His process for having the computer decide on which move to make was a minimax procedure, based on an evaluation function of a given chess position. Shannon gave a rough example of an evaluation function in which the value of the black position was subtracted from that of the white position. Material was counted according to the usual chess piece relative value (1 point for a pawn, 3 points for a knight or bishop, 5 points for a rook, and 9 points for a queen). He considered some positional factors, subtracting ½ point for each doubled pawn, backward pawn, and isolated pawn; mobility was incorporated by adding 0.1 point for each legal move available.
Shannon's maxim
Shannon formulated a version of Kerckhoffs' principle as "The enemy knows the system". In this form it is known as "Shannon's maxim".
Miscellaneous
Shannon also contributed to combinatorics and detection theory.

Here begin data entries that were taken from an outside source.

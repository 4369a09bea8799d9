//! Decision-point engine: where does simulated time go next?
//!
//! Each core contributes up to four candidate times; the globally earliest
//! one becomes the next decision. Within a core, candidates at the same time
//! rank COMPLETION > TIMER_EXPIRE > CRIT_CHANGE > ARRIVAL; across cores a
//! strictly earlier time wins, so ties go to the lower core index.

use crate::config::MAX_CRIT_LEVELS;
use crate::platform::{CoreState, Processor};
use crate::task::TaskSet;

#[derive(Debug, Clone, Copy, PartialEq, Eq)]
pub enum DecisionKind {
    Arrival,
    Completion,
    TimerExpire,
    CritChange,
}

#[derive(Debug, Clone, Copy, PartialEq)]
pub struct DecisionPoint {
    pub core_no: usize,
    pub time: f64,
    pub kind: DecisionKind,
}

/// Earliest next release among the tasks pinned to `core_no`.
pub fn find_earliest_arrival(tasks: &TaskSet, core_no: usize) -> f64 {
    tasks
        .iter()
        .filter(|t| t.core == core_no)
        .map(|t| t.next_release())
        .fold(f64::INFINITY, f64::min)
}

/// The globally next decision, or `None` when no core can make progress
/// (every core faulted, or shut down with no wake-up pending).
pub fn find_decision_point(tasks: &TaskSet, processor: &Processor) -> Option<DecisionPoint> {
    let mut decision: Option<DecisionPoint> = None;

    for (core_no, core) in processor.cores.iter().enumerate() {
        let mut arrival_time = f64::INFINITY;
        let mut expiry_time = f64::INFINITY;
        let mut completion_time = f64::INFINITY;
        let mut wcet_counter = f64::INFINITY;

        match core.state {
            CoreState::Active => arrival_time = find_earliest_arrival(tasks, core_no),
            CoreState::Shutdown => expiry_time = core.next_invocation_time,
            CoreState::Faulted => continue,
        }

        if let Some(job) = &core.curr_exec_job {
            completion_time = job.completion_time;
            if processor.crit_level < MAX_CRIT_LEVELS - 1 {
                wcet_counter = core.wcet_counter;
            }
        }

        let min_time = arrival_time.min(expiry_time).min(completion_time).min(wcet_counter);
        if min_time.is_infinite() {
            continue;
        }

        if decision.map_or(true, |d| min_time < d.time) {
            let kind = if min_time == completion_time {
                DecisionKind::Completion
            } else if min_time == expiry_time {
                DecisionKind::TimerExpire
            } else if min_time == wcet_counter {
                DecisionKind::CritChange
            } else {
                DecisionKind::Arrival
            };
            decision = Some(DecisionPoint { core_no, time: min_time, kind });
        }
    }

    decision
}
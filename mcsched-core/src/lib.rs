//! mcsched-core: the event-driven mixed-criticality EDF-VD scheduling kernel.
//!
//! The kernel simulates a partitioned multi-core platform running EDF-VD with
//! job discard and slack reclamation. Inputs (the frozen task set and per-core
//! parameters) come from an external provider; scheduling events flow out
//! through a [`trace::TraceSink`].

pub mod config;
pub mod decision;
pub mod job;
pub mod platform;
pub mod queue;
pub mod reclaim;
pub mod schedulability;
pub mod scheduler;
pub mod slack;
pub mod stats;
pub mod task;
pub mod time;
pub mod trace;

pub use config::{FREQUENCY_TABLE, HIGH, LOW, MAX_CRIT_LEVELS};
pub use decision::{DecisionKind, DecisionPoint, find_decision_point};
pub use job::Job;
pub use platform::{Core, CoreParams, CoreState, Processor};
pub use queue::{DiscardedQueue, ReadyQueue};
pub use reclaim::accommodate_discarded_jobs;
pub use schedulability::{
    XFactor, check_schedulability, reset_virtual_deadlines, set_virtual_deadlines,
    utilisation_matrix,
};
pub use scheduler::{SimOutcome, Simulation};
pub use slack::find_max_slack;
pub use stats::{CoreStats, SimStats};
pub use task::{Task, TaskSet};
pub use time::{TIME_EPS, hyperperiod};
pub use trace::{MemorySink, NullSink, TraceEvent, TraceSink};
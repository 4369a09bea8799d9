//! Job instances: one mutable record per released job.
//!
//! A job lives in exactly one place at a time: a ready queue, the discarded
//! pool, or a core's `curr_exec_job` slot. Moves between them are ownership
//! transfers.

use crate::task::Task;

#[derive(Debug, Clone, PartialEq)]
pub struct Job {
    pub task_number: usize,
    pub job_number: usize,
    pub release_time: f64,
    /// `release_time + virtual_deadline` of the task at release; restored to
    /// the relative deadline when a mode change crosses the core threshold.
    pub absolute_deadline: f64,
    /// Actual execution time of this job.
    pub execution_time: f64,
    /// Execution time still owed; decreases as the job runs.
    pub rem_exec_time: f64,
    /// Budget left before the job is declared to exceed its WCET at the
    /// system level it was released at; extended on mode changes.
    pub wcet_counter: f64,
    /// Absolute time the job was last dispatched.
    pub scheduled_time: f64,
    /// Absolute time the current dispatch would finish, `scheduled_time +
    /// rem_exec_time` at dispatch.
    pub completion_time: f64,
    /// Set when the job was promoted back out of the discarded pool.
    pub reclaimed: bool,
}

impl Job {
    /// Build the job released by `task` at `release_time`, with the WCET
    /// budget of the current system criticality level.
    pub fn release(
        task: &Task,
        task_number: usize,
        job_number: usize,
        release_time: f64,
        sys_crit_level: usize,
    ) -> Self {
        let execution_time = task.exec_time(job_number);
        Self {
            task_number,
            job_number,
            release_time,
            absolute_deadline: release_time + task.virtual_deadline,
            execution_time,
            rem_exec_time: execution_time,
            wcet_counter: task.wcet[sys_crit_level],
            scheduled_time: 0.0,
            completion_time: 0.0,
            reclaimed: false,
        }
    }

    /// Work this job still has to account against the WCET of its own
    /// criticality level. Used by the slack analyzer and the reclaimer.
    pub fn wcet_residual(&self, task: &Task) -> f64 {
        task.wcet[task.criticality_lvl] - (self.execution_time - self.rem_exec_time)
    }
}
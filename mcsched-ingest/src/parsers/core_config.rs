//! Platform configuration parser (`input_cores.txt`).
//!
//! One `x_factor threshold_level` pair per core; the number of pairs defines
//! the number of cores. An `x_factor` of zero declares the core
//! unschedulable, forcing it to shut down.

use anyhow::{Result, bail};
use mcsched_core::config::MAX_CRIT_LEVELS;
use mcsched_core::platform::CoreParams;

use super::TokenReader;

pub fn parse_core_config(text: &str) -> Result<Vec<CoreParams>> {
    let mut reader = TokenReader::new(text);
    let mut params = Vec::new();

    while !reader.is_exhausted() {
        let x_factor: f64 = reader.next("x factor")?;
        let threshold_crit_lvl: usize = reader.next("threshold level")?;
        if !(0.0..=1.0).contains(&x_factor) {
            bail!("core {}: x factor {x_factor} outside [0, 1]", params.len());
        }
        if threshold_crit_lvl >= MAX_CRIT_LEVELS {
            bail!(
                "core {}: threshold level {threshold_crit_lvl} out of range 0..{MAX_CRIT_LEVELS}",
                params.len()
            );
        }
        params.push(CoreParams { x_factor, threshold_crit_lvl });
    }

    if params.is_empty() {
        bail!("platform configuration defines no cores");
    }
    Ok(params)
}

#[cfg(test)]
mod tests {
    use super::*;

    #[test]
    fn parses_one_pair_per_core() {
        let params = parse_core_config("0.5 0\n1.0 1\n").unwrap();
        assert_eq!(params.len(), 2);
        assert_eq!(params[0], CoreParams { x_factor: 0.5, threshold_crit_lvl: 0 });
        assert_eq!(params[1], CoreParams { x_factor: 1.0, threshold_crit_lvl: 1 });
    }

    #[test]
    fn zero_x_factor_is_allowed() {
        let params = parse_core_config("0 0\n").unwrap();
        assert_eq!(params[0].x_factor, 0.0);
    }

    #[test]
    fn rejects_x_factor_above_one() {
        assert!(parse_core_config("1.5 0\n").is_err());
    }

    #[test]
    fn rejects_empty_config() {
        assert!(parse_core_config("").is_err());
    }
}
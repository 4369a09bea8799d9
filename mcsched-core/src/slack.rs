//! Worst-case slack analysis.
//!
//! Answers one question for the reclaimer: between `now` and a target
//! absolute deadline on a given core, how much time is provably not needed by
//! the work that must run there first? Queued jobs are charged their
//! own-level WCET residual; future releases of tasks at or above the current
//! system level are projected up to the target. Work whose own deadline lies
//! beyond the target is charged proportionally to the window overlap, which
//! keeps the estimate conservative without forfeiting all of it.

use crate::job::Job;
use crate::queue::ReadyQueue;
use crate::task::TaskSet;

pub fn find_max_slack(
    tasks: &TaskSet,
    crit_level: usize,
    core_no: usize,
    target_deadline: f64,
    now: f64,
    ready: &ReadyQueue,
    running: Option<&Job>,
) -> f64 {
    let mut slack = target_deadline - now;

    // Confirmed work: the running job and everything queued on this core.
    for job in running.into_iter().chain(ready.iter()) {
        let task = tasks.task(job.task_number);
        let residual = job.wcet_residual(task);
        if job.absolute_deadline > target_deadline {
            slack -= (target_deadline - now) / (job.absolute_deadline - now) * residual;
        } else {
            slack -= residual;
        }
    }

    // Future releases that will claim time before the target.
    for task in tasks.iter() {
        if task.core != core_no || task.criticality_lvl < crit_level {
            continue;
        }
        let demand = task.wcet[task.criticality_lvl];
        let mut n = task.job_number;
        loop {
            let release = task.phase + task.period * n as f64;
            if release >= target_deadline {
                break;
            }
            let deadline = release + task.virtual_deadline;
            if deadline > target_deadline {
                slack -= (target_deadline - release) / task.period * demand;
            } else {
                slack -= demand;
            }
            n += 1;
        }
    }

    slack.max(0.0)
}

#[cfg(test)]
mod tests {
    use super::*;
    use crate::job::Job;
    use crate::task::Task;

    fn close(a: f64, b: f64) -> bool {
        (a - b).abs() < 1e-9
    }

    fn taskset() -> TaskSet {
        TaskSet::new(vec![
            Task::new(0.0, 10.0, 0, [4.0, 4.0], 0).with_exec_times(vec![4.0]),
            Task::new(0.0, 10.0, 1, [2.0, 8.0], 0).with_exec_times(vec![5.0]),
        ])
        .unwrap()
    }

    #[test]
    fn empty_core_yields_full_window() {
        let mut tasks = taskset();
        // Both tasks already released their first job.
        tasks.task_mut(0).job_number = 1;
        tasks.task_mut(1).job_number = 1;

        let ready = ReadyQueue::new();
        let slack = find_max_slack(&tasks, 1, 0, 10.0, 5.0, &ready, None);
        assert!(close(slack, 5.0));
    }

    #[test]
    fn queued_jobs_charge_their_residual() {
        let mut tasks = taskset();
        tasks.task_mut(0).job_number = 1;
        tasks.task_mut(1).job_number = 1;

        let mut ready = ReadyQueue::new();
        let mut hi = Job::release(tasks.task(1), 1, 0, 0.0, 0);
        hi.rem_exec_time = 3.0;
        ready.insert(hi);

        // Residual of the HI job: 8 - (5 - 3) = 6, deadline inside the window.
        let slack = find_max_slack(&tasks, 1, 0, 10.0, 2.0, &ready, None);
        assert!(close(slack, 8.0 - 6.0));
    }

    #[test]
    fn future_releases_below_level_are_ignored() {
        let mut tasks = taskset();
        tasks.task_mut(1).job_number = 1;
        // LO task still has releases before the target, but the system runs
        // at HIGH: its releases will be skipped, not executed.
        let ready = ReadyQueue::new();
        let slack = find_max_slack(&tasks, 1, 0, 10.0, 5.0, &ready, None);
        assert!(close(slack, 5.0));
    }

    #[test]
    fn deadline_beyond_target_charges_proportionally() {
        let mut tasks = taskset();
        tasks.task_mut(0).job_number = 1;
        tasks.task_mut(1).job_number = 1;

        let mut ready = ReadyQueue::new();
        let mut hi = Job::release(tasks.task(1), 1, 0, 0.0, 0);
        hi.absolute_deadline = 20.0;
        hi.rem_exec_time = 5.0;
        ready.insert(hi);

        // Window 0..10 of a 0..20 deadline: half of the 8-unit residual.
        let slack = find_max_slack(&tasks, 1, 0, 10.0, 0.0, &ready, None);
        assert!(close(slack, 10.0 - 0.5 * 8.0));
    }

    #[test]
    fn never_negative() {
        let tasks = taskset();
        let ready = ReadyQueue::new();
        // First releases of both tasks still pending: demand far exceeds the
        // one-unit window.
        let slack = find_max_slack(&tasks, 0, 0, 1.0, 0.0, &ready, None);
        assert_eq!(slack, 0.0);
    }
}
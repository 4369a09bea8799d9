//! Per-core run statistics, accumulated by the driver.

use serde::Serialize;

/// Counters for one core. All monotonically nondecreasing; energy is charged
/// one unit per simulated time unit in the respective state.
#[derive(Debug, Clone, Default, PartialEq, Serialize)]
pub struct CoreStats {
    pub active_energy: f64,
    pub idle_energy: f64,
    pub shutdown_time: f64,
    pub context_switches: u64,
    pub arrival_points: u64,
    pub completion_points: u64,
    pub criticality_change_points: u64,
    pub wakeup_points: u64,
    /// Discarded jobs promoted back into this core's ready queue.
    pub discarded_jobs: u64,
    /// Execution time still owed by jobs of this core's tasks when they were
    /// demoted into the discarded pool.
    pub discarded_jobs_available: f64,
    /// Execution time actually delivered to reclaimed jobs of this core's
    /// tasks (wherever they ran).
    pub discarded_jobs_executed: f64,
}

#[derive(Debug, Clone, Default, Serialize)]
pub struct SimStats {
    pub per_core: Vec<CoreStats>,
}

impl SimStats {
    pub fn new(total_cores: usize) -> Self {
        Self { per_core: vec![CoreStats::default(); total_cores] }
    }

    pub fn core(&self, core_no: usize) -> &CoreStats {
        &self.per_core[core_no]
    }

    pub fn core_mut(&mut self, core_no: usize) -> &mut CoreStats {
        &mut self.per_core[core_no]
    }
}
//! Simulated-time utilities: epsilon comparison and exact hyperperiod.
//!
//! Simulated time is a nondecreasing `f64`. Wherever the scheduling protocol
//! compares times for equality (budget exhaustion, expired deadlines) it goes
//! through [`TIME_EPS`]. The hyperperiod is computed on an integer milli-tick
//! grid so the LCM is exact instead of a subtraction-based gcd on doubles.

use anyhow::{Result, bail};

/// Tolerance for simulated-time equality.
pub const TIME_EPS: f64 = 1e-9;

/// Ticks per simulated time unit for the hyperperiod computation (ms-level
/// fixed point). Periods must sit on this grid.
const TICKS_PER_UNIT: f64 = 1_000.0;

/// `a == b` within [`TIME_EPS`].
pub fn approx_eq(a: f64, b: f64) -> bool {
    (a - b).abs() <= TIME_EPS
}

/// `a <= b` within [`TIME_EPS`].
pub fn approx_le(a: f64, b: f64) -> bool {
    a <= b + TIME_EPS
}

fn gcd(a: u128, b: u128) -> u128 {
    if b == 0 { a } else { gcd(b, a % b) }
}

fn to_ticks(period: f64) -> Result<u128> {
    let scaled = period * TICKS_PER_UNIT;
    let ticks = scaled.round();
    if ticks < 1.0 || (scaled - ticks).abs() > 1e-6 {
        bail!("period {period} is not representable on the {TICKS_PER_UNIT}-ticks-per-unit grid");
    }
    Ok(ticks as u128)
}

/// LCM of all task periods, the natural termination horizon of a periodic
/// schedule.
pub fn hyperperiod(periods: &[f64]) -> Result<f64> {
    let mut lcm: u128 = 1;
    for &period in periods {
        let ticks = to_ticks(period)?;
        lcm = lcm / gcd(lcm, ticks) * ticks;
    }
    Ok(lcm as f64 / TICKS_PER_UNIT)
}
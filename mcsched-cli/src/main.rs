//! mcsched: mixed-criticality EDF-VD scheduling simulator.
//!
//! `mcsched` (or `mcsched run`) simulates the workload described by the four
//! input files of a directory and writes the per-core logs, the global log
//! and the statistics file; `mcsched check` runs the offline schedulability
//! analysis only.

use std::path::PathBuf;

use anyhow::Result;
use clap::{Args, Parser, Subcommand};
use tracing::{info, warn};
use tracing_subscriber::EnvFilter;

use mcsched_core::platform::CoreParams;
use mcsched_core::schedulability::check_schedulability;
use mcsched_core::scheduler::{SimOutcome, Simulation};
use mcsched_ingest::load_workload;

mod report;

use report::{FileSink, write_global_report, write_statistics};

#[derive(Parser, Debug)]
#[command(name = "mcsched", version, about = "Mixed-criticality EDF-VD scheduling simulator")]
struct Cli {
    #[command(subcommand)]
    command: Option<Command>,
}

#[derive(Subcommand, Debug)]
enum Command {
    /// Simulate a workload directory up to its hyperperiod (the default)
    Run(RunArgs),

    /// Offline schedulability analysis: report (x, k) per core
    Check {
        /// Directory holding the input files
        #[arg(long, default_value = ".")]
        input_dir: PathBuf,
    },
}

#[derive(Args, Debug)]
struct RunArgs {
    /// Directory holding the input files
    #[arg(long, default_value = ".")]
    input_dir: PathBuf,

    /// Directory the output files are written to
    #[arg(long, default_value = ".")]
    output_dir: PathBuf,

    /// Derive (x, k) per core with the schedulability analyzer instead of
    /// taking them from the platform configuration file
    #[arg(long)]
    derive_params: bool,

    /// Also print the per-core statistics as JSON to stdout
    #[arg(long)]
    json: bool,
}

fn main() -> Result<()> {
    tracing_subscriber::fmt()
        .with_env_filter(
            EnvFilter::try_from_default_env().unwrap_or_else(|_| EnvFilter::new("info")),
        )
        .with_writer(std::io::stderr)
        .init();

    let cli = Cli::parse();
    match cli.command.unwrap_or_else(default_run) {
        Command::Run(args) => run(args),
        Command::Check { input_dir } => check(input_dir),
    }
}

fn default_run() -> Command {
    Command::Run(RunArgs {
        input_dir: PathBuf::from("."),
        output_dir: PathBuf::from("."),
        derive_params: false,
        json: false,
    })
}

fn run(args: RunArgs) -> Result<()> {
    let workload = load_workload(&args.input_dir)?;

    let core_params: Vec<CoreParams> = if args.derive_params {
        (0..workload.core_params.len())
            .map(|core| {
                let xf = check_schedulability(&workload.task_set, core);
                info!(core, x = xf.x, k = xf.k, "derived EDF-VD parameters");
                CoreParams { x_factor: xf.x, threshold_crit_lvl: xf.k }
            })
            .collect()
    } else {
        workload.core_params.clone()
    };

    let sink = FileSink::new(core_params.len());
    let mut sim = Simulation::new(workload.task_set, &core_params, sink)?;
    let outcome = sim.run();
    if outcome == SimOutcome::Infeasible {
        warn!("no core is schedulable; nothing was simulated");
    } else {
        info!(
            hyperperiod = sim.hyperperiod(),
            crit_level = sim.processor().crit_level,
            "simulation finished"
        );
    }

    write_global_report(
        &args.output_dir.join("output.txt"),
        sim.tasks(),
        &core_params,
        outcome,
        sim.hyperperiod(),
        sim.processor(),
    )?;
    write_statistics(&args.output_dir.join("statistics.txt"), sim.stats())?;
    if args.json {
        println!("{}", serde_json::to_string_pretty(sim.stats())?);
    }
    sim.into_sink().write_to(&args.output_dir)?;

    Ok(())
}

fn check(input_dir: PathBuf) -> Result<()> {
    let workload = load_workload(&input_dir)?;

    for core in 0..workload.core_params.len() {
        let xf = check_schedulability(&workload.task_set, core);
        if xf.is_schedulable() {
            println!("core {core}: x = {:.5}, k = {}", xf.x, xf.k);
        } else {
            println!("core {core}: not schedulable");
        }
    }
    Ok(())
}
//! Structured scheduling events and the sink they flow into.
//!
//! The kernel never formats output files; it reports what happened through a
//! [`TraceSink`], and the embedding binary decides how to render it. Events
//! carry the core they concern, so a sink can keep one chronological log per
//! core.

use crate::decision::DecisionKind;

#[derive(Debug, Clone, PartialEq)]
pub enum TraceEvent {
    /// Start of a decision: the kind actually handled, its time, and the
    /// system criticality level before the transition.
    Decision { kind: DecisionKind, time: f64, crit_level: usize },
    /// A job released into the ready queue. `over_budget` marks an actual
    /// execution time above the WCET of the current system level.
    JobArrived { task: usize, job: usize, exec_time: f64, over_budget: bool },
    /// Snapshot of the job occupying the core after the transition.
    Scheduled {
        task: usize,
        job: usize,
        exec_time: f64,
        rem_exec_time: f64,
        wcet_counter: f64,
        deadline: f64,
    },
    Preempted { task: usize, job: usize },
    Completed { task: usize, job: usize },
    DeadlineMiss { task: usize, job: usize, deadline: f64 },
    /// The system criticality level rose.
    CritChanged { level: usize },
    /// A job left the ready queue for the discarded pool.
    Demoted { task: usize, job: usize, rem_exec_time: f64 },
    /// A discarded job's deadline passed; it was dropped.
    DiscardExpired { task: usize, job: usize, deadline: f64 },
    /// A discarded job was promoted into the decision core's ready queue.
    Reclaimed { task: usize, job: usize, slack: f64 },
    /// Nothing to run after the transition.
    Idle,
    /// A shut-down core woke up.
    Wakeup,
    /// End of one decision's transition block.
    EndOfDecision,
}

pub trait TraceSink {
    fn record(&mut self, core_no: usize, event: TraceEvent);
}

/// Discards everything; for tests that only assert on simulator state.
#[derive(Debug, Default)]
pub struct NullSink;

impl TraceSink for NullSink {
    fn record(&mut self, _core_no: usize, _event: TraceEvent) {}
}

/// Buffers everything; for tests that assert on the event stream.
#[derive(Debug, Default)]
pub struct MemorySink {
    pub events: Vec<(usize, TraceEvent)>,
}

impl MemorySink {
    pub fn new() -> Self {
        Self::default()
    }

    pub fn of_kind<'a>(
        &'a self,
        matches: impl Fn(&TraceEvent) -> bool + 'a,
    ) -> impl Iterator<Item = &'a (usize, TraceEvent)> {
        self.events.iter().filter(move |(_, e)| matches(e))
    }
}

impl TraceSink for MemorySink {
    fn record(&mut self, core_no: usize, event: TraceEvent) {
        self.events.push((core_no, event));
    }
}
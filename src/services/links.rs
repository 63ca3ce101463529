// src/services/links.rs

//! Search-results link extraction.

use std::collections::HashSet;
use std::sync::Arc;
use std::time::Duration;

use url::Url;

use crate::error::Result;
use crate::models::Config;
use crate::services::browser::{BrowserSession, SessionProvider, WaitCondition, with_session};
use crate::services::diagnostics::SnapshotWriter;
use crate::utils::{origin_of, resolve_url};

/// Outcome of reading one search-results page.
#[derive(Debug, Clone, PartialEq, Eq)]
pub enum SearchPage {
    /// Distinct absolute listing URLs in document order
    Listings(Vec<String>),
    /// The page loaded but held no listings
    Empty,
    /// Navigation or the results wait failed
    Unavailable(String),
}

impl SearchPage {
    /// Listing links, empty for both non-listing outcomes.
    pub fn links(&self) -> &[String] {
        match self {
            Self::Listings(links) => links,
            Self::Empty | Self::Unavailable(_) => &[],
        }
    }
}

/// Service collecting listing links from search-results pages.
pub struct LinkExtractor {
    config: Arc<Config>,
    provider: Arc<dyn SessionProvider>,
    snapshots: SnapshotWriter,
}

impl LinkExtractor {
    pub fn new(
        config: Arc<Config>,
        provider: Arc<dyn SessionProvider>,
        snapshots: SnapshotWriter,
    ) -> Self {
        Self {
            config,
            provider,
            snapshots,
        }
    }

    /// Read the listing links of one search-results page.
    ///
    /// Page failures are folded into [`SearchPage::Unavailable`]; only a
    /// session that cannot be opened at all is returned as an error.
    pub async fn extract_links(&self, search_url: &str) -> Result<SearchPage> {
        with_session(self.provider.as_ref(), |mut session| async move {
            let page = match self.collect(session.as_mut(), search_url).await {
                Ok(links) if links.is_empty() => SearchPage::Empty,
                Ok(links) => SearchPage::Listings(links),
                Err(e) => {
                    log::warn!("Link extraction failed for {}: {}", search_url, e);
                    self.snapshot(session.as_mut(), search_url).await;
                    SearchPage::Unavailable(e.to_string())
                }
            };
            (session, page)
        })
        .await
    }

    async fn collect(&self, session: &mut dyn BrowserSession, search_url: &str) -> Result<Vec<String>> {
        let crawler = &self.config.crawler;
        let selectors = &self.config.selectors;
        let base = origin_of(&Url::parse(search_url)?);

        session
            .navigate(
                search_url,
                WaitCondition::DomContentLoaded,
                Duration::from_secs(crawler.navigation_timeout_secs),
            )
            .await?;

        if let Err(e) = session.click(&selectors.consent_button).await {
            log::debug!("Consent control not dismissed: {}", e);
        }

        session
            .wait_for_selector(
                &selectors.results_container,
                Duration::from_secs(crawler.selector_timeout_secs),
                true,
            )
            .await?;

        let hrefs = session
            .extract_all_attributes(&selectors.listing_link, &selectors.link_attr)
            .await?;
        log::debug!("Found {} candidate anchors on {}", hrefs.len(), search_url);

        Ok(dedup_links(
            &base,
            &hrefs,
            self.config.search.listing_path_prefix.as_deref(),
        ))
    }

    async fn snapshot(&self, session: &mut dyn BrowserSession, search_url: &str) {
        match session.capture_snapshot().await {
            Ok(markup) => {
                self.snapshots.save("search", search_url, &markup).await;
            }
            Err(e) => log::debug!("Snapshot capture failed for {}: {}", search_url, e),
        }
    }
}

/// Resolve hrefs against `base`, keep those under `path_prefix`, drop
/// exact duplicates (first occurrence wins).
pub fn dedup_links(base: &Url, hrefs: &[String], path_prefix: Option<&str>) -> Vec<String> {
    let mut seen = HashSet::new();
    hrefs
        .iter()
        .map(|href| resolve_url(base, href.trim()))
        .filter(|link| matches_prefix(link, path_prefix))
        .filter(|link| seen.insert(link.clone()))
        .collect()
}

fn matches_prefix(link: &str, path_prefix: Option<&str>) -> bool {
    match path_prefix {
        None => true,
        Some(prefix) => Url::parse(link)
            .map(|url| url.path().starts_with(prefix))
            .unwrap_or(false),
    }
}
// src/pipeline/sink.rs

//! Record filtering and checkpointing.

use std::collections::HashSet;
use std::path::PathBuf;

use crate::error::Result;
use crate::models::{FilterConfig, ListingRecord};
use crate::storage::ListingStorage;

/// Filters extracted records and persists them page by page.
///
/// The sink owns no running total; the driver folds each page's kept
/// records into its own and hands the total back for the final write.
pub struct RecordSink<'a> {
    storage: &'a dyn ListingStorage,
    excluded: HashSet<String>,
}

impl<'a> RecordSink<'a> {
    pub fn new(storage: &'a dyn ListingStorage, filter: &FilterConfig) -> Self {
        Self {
            storage,
            excluded: filter.excluded_neighborhoods.iter().cloned().collect(),
        }
    }

    /// Drop failed extractions and excluded neighborhoods, preserving order.
    pub fn filter(&self, records: Vec<Option<ListingRecord>>) -> Vec<ListingRecord> {
        records
            .into_iter()
            .flatten()
            .filter(|record| {
                record
                    .neighborhood
                    .as_ref()
                    .is_none_or(|n| !self.excluded.contains(n))
            })
            .collect()
    }

    /// Persist one page's kept records before the crawl moves on.
    pub async fn checkpoint_page(&self, page: u32, records: &[ListingRecord]) -> Result<PathBuf> {
        self.storage.write_page(page, records).await
    }

    /// Persist every kept record of the crawl.
    pub async fn checkpoint_all(&self, records: &[ListingRecord]) -> Result<PathBuf> {
        self.storage.write_combined(records).await
    }
}

#[cfg(test)]
mod tests {
    use super::*;
    use crate::testing::MemoryStorage;

    fn record(neighborhood: &str) -> Option<ListingRecord> {
        let mut record = ListingRecord::new(format!("https://example.com/{neighborhood}"));
        record.neighborhood = Some(neighborhood.to_string());
        Some(record)
    }

    #[test]
    fn test_filter_drops_nulls_and_excluded() {
        let storage = MemoryStorage::default();
        let filter = FilterConfig {
            excluded_neighborhoods: vec!["Wedding".to_string()],
        };
        let sink = RecordSink::new(&storage, &filter);

        let kept = sink.filter(vec![
            record("Mitte"),
            record("Wedding"),
            None,
            record("Charlottenburg"),
        ]);
        let neighborhoods: Vec<_> = kept
            .iter()
            .map(|r| r.neighborhood.as_deref().unwrap())
            .collect();
        assert_eq!(neighborhoods, vec!["Mitte", "Charlottenburg"]);
    }

    #[test]
    fn test_filter_keeps_unknown_neighborhood() {
        let storage = MemoryStorage::default();
        let filter = FilterConfig {
            excluded_neighborhoods: vec!["Wedding".to_string()],
        };
        let sink = RecordSink::new(&storage, &filter);

        let kept = sink.filter(vec![Some(ListingRecord::new("https://example.com/x"))]);
        assert_eq!(kept.len(), 1);
    }

    #[tokio::test]
    async fn test_checkpoints_reach_storage() {
        let storage = MemoryStorage::default();
        let sink = RecordSink::new(&storage, &FilterConfig::default());
        let kept = sink.filter(vec![record("Mitte")]);

        sink.checkpoint_page(1, &kept).await.unwrap();
        sink.checkpoint_all(&kept).await.unwrap();

        assert_eq!(storage.pages.lock().unwrap()[0].0, 1);
        assert_eq!(storage.combined.lock().unwrap()[0].len(), 1);
    }
}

His 1948 paper introduced many tools used in combinatorics. He did work on detection theory in 1944, with his work being one of the earliest expositions of the “matched filter” principle.
He was known as a successful investor who gave lectures on investing. A report from Barron's on August 11, 1986, detailed the recent performance of 1,026 mutual funds, and Shannon achieved a higher return than 1,025 of them. Comparing the portfolio of Shannon from the late 1950s to 1986, to Warren Buffett's of 1965 to 1995, Shannon had a return of about 28% percent, compared to 27% for Buffett. One such method of Shannon's was labeled Shannon's demon, which was to form a portfolio of equal parts cash and a stock, and rebalance regularly to take advantage of the stock's randomly jittering price movements. Shannon reportedly long thought of publishing about investing, but ultimately did not, despite giving multiple lectures. He was one of the first investors to download stock prices, and a snapshot of his portfolio in 1981 was found to be $582,717.50, translating to $1.5 million in 2015, excluding another one of his stocks.
Commemorations
Shannon centenary
This section needs to be updated. Please help update this article to reflect recent events or newly available information. (April 2016) |
The Shannon centenary, 2016, marked the life and influence of Claude Elwood Shannon on the hundredth anniversary of his birth on April 30, 1916. It was inspired in part by the Alan Turing Year. An ad hoc committee of the IEEE Information Theory Society including Christina Fragouli, Rüdiger Urbanke, Michelle Effros, Lav Varshney and Sergio Verdú, coordinated worldwide events. The initiative was announced in the History Panel at the 2015 IEEE Information Theory Workshop Jerusalem and the IEEE Information Theory Society newsletter.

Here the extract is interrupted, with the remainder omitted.